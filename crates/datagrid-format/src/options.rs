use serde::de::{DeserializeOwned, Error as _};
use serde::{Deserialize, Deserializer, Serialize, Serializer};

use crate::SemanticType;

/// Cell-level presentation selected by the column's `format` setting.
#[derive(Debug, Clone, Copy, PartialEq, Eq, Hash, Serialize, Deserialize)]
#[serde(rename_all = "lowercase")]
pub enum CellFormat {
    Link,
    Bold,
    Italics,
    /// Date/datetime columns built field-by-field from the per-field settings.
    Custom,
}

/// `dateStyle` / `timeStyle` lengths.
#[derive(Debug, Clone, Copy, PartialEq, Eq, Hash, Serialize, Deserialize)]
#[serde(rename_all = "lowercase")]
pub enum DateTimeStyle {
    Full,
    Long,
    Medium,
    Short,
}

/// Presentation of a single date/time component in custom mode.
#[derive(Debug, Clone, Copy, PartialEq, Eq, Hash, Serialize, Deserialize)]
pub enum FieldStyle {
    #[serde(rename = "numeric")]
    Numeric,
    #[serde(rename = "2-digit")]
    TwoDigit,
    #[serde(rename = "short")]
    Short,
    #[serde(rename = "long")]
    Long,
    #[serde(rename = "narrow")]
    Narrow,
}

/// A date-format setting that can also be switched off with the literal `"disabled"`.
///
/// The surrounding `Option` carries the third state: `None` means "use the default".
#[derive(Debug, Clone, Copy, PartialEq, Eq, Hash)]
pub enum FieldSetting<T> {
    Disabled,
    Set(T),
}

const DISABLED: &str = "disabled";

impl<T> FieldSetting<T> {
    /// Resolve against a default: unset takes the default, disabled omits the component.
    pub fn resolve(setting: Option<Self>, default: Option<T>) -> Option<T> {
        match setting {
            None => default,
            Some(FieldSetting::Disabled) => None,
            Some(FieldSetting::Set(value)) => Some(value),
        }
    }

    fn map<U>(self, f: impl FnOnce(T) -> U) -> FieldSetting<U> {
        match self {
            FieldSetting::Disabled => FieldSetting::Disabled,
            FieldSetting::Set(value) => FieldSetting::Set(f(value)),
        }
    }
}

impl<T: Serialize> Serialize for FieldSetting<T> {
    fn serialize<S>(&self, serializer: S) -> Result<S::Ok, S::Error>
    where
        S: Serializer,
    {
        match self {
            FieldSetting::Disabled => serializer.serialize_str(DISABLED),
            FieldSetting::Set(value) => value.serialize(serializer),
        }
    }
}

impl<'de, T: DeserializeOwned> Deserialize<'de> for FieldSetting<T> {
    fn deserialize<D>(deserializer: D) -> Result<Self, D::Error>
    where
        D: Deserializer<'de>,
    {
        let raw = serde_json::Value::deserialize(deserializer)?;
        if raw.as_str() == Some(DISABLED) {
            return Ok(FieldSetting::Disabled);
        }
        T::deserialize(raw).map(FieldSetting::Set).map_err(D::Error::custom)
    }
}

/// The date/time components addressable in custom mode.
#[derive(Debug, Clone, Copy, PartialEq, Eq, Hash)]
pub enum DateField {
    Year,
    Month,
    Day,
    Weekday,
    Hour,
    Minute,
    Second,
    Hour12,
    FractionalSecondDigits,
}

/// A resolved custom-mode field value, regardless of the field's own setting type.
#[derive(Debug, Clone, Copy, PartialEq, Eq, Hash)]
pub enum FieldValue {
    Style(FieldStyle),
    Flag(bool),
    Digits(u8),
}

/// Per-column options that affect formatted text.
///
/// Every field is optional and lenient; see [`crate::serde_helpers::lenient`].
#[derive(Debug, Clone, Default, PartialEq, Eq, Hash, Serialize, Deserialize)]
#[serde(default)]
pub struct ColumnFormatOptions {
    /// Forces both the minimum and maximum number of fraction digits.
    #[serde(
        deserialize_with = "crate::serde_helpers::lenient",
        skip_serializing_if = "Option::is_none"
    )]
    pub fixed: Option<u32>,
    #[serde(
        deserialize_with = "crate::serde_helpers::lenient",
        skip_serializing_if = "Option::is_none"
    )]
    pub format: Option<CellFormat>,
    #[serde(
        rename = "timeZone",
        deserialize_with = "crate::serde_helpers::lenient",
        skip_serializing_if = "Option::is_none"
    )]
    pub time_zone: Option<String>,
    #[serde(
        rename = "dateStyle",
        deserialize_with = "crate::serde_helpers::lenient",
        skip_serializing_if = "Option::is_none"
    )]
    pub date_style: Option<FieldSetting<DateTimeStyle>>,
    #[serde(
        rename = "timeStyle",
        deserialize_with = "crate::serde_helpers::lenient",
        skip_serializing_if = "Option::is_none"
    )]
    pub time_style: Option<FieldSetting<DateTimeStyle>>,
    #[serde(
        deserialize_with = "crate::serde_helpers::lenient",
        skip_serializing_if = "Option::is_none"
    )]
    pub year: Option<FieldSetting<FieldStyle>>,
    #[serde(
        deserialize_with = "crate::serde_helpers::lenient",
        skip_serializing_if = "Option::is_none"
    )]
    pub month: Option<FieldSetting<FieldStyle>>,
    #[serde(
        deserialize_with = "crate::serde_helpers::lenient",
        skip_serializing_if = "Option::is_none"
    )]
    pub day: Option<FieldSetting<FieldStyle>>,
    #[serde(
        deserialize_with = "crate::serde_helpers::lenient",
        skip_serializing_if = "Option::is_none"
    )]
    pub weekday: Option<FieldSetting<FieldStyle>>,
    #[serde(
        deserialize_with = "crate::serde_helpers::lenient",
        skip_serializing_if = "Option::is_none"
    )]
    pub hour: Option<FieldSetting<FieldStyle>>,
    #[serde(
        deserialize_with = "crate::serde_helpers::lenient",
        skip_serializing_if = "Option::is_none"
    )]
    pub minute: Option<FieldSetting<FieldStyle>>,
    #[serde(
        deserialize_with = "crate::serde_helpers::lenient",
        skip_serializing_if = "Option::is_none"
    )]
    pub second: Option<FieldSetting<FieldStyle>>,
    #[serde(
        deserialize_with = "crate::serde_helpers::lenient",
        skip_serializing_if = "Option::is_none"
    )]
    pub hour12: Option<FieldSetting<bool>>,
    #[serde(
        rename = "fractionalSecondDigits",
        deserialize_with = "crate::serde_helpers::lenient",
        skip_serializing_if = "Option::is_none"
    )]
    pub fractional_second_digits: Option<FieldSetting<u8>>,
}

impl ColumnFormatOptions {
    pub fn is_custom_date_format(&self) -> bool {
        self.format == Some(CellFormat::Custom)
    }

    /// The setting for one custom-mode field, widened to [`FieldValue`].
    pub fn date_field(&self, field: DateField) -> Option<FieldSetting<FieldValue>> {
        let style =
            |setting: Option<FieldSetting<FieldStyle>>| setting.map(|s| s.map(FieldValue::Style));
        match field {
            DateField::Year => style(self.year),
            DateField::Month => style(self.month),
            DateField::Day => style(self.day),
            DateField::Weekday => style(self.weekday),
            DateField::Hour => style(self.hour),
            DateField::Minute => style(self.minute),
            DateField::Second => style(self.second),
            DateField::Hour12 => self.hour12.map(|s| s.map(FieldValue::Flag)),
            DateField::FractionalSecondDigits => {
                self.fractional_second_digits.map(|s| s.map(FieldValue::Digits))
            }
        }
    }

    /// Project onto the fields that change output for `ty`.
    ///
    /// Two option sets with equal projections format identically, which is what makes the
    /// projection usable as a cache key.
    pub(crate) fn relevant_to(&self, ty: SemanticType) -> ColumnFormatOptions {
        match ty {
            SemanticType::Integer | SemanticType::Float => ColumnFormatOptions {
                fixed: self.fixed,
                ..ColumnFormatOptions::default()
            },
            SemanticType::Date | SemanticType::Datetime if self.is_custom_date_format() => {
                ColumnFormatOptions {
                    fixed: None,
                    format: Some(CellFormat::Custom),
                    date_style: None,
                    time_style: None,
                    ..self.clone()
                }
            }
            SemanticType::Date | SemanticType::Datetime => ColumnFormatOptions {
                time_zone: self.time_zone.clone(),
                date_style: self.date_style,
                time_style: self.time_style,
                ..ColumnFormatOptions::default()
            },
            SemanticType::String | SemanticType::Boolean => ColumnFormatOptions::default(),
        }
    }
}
━━━━━━
**EXERCISE INSTRUCTIONS:** Each line of the listing above that contains the word "Error" counts once; please give the total and nothing more.

**ANSWER BOX:** 4